--- Your task ---
Starting at the first line of the data below, write out each line exactly until you reach the line containing "pub const TINY_NUMBER: f64 = 1.0e-20;", and include that line too.

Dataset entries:
▬▬▬▬▬▬

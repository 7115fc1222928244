/// Magic bytes opening every named-array container file.
pub const CONTAINER_MAGIC: &[u8; 8] = b"GRIDARR\0";

/// Type code of the first tracer fluid field; subsequent fields take
/// consecutive codes.
pub const TRACER_TYPE_BASE: u32 = 106;

/// The solver supports at most this many tracer fluid fields.
pub const MAX_TRACER_FIELDS: usize = 8;

/// Default value for tracer cells outside every seeded region. Matches the
/// solver's internal tiny_number.
pub const TINY_NUMBER: f64 = 1.0e-20;

/// Suffix of the guarded scratch file a rewrite is staged into.
pub const SCRATCH_SUFFIX: &str = "new";

/// Suffix of the backup copy taken before any file is modified.
pub const BACKUP_SUFFIX: &str = "orig";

▬▬▬▬▬▬

--- Reply to the exercise ---
repository 7115fc1222928244
/// Magic bytes opening every named-array container file.
pub const CONTAINER_MAGIC: &[u8; 8] = b"GRIDARR\0";

/// Type code of the first tracer fluid field; subsequent fields take
/// consecutive codes.
pub const TRACER_TYPE_BASE: u32 = 106;

/// The solver supports at most this many tracer fluid fields.
pub const MAX_TRACER_FIELDS: usize = 8;

/// Default value for tracer cells outside every seeded region. Matches the
/// solver's internal tiny_number.
pub const TINY_NUMBER: f64 = 1.0e-20;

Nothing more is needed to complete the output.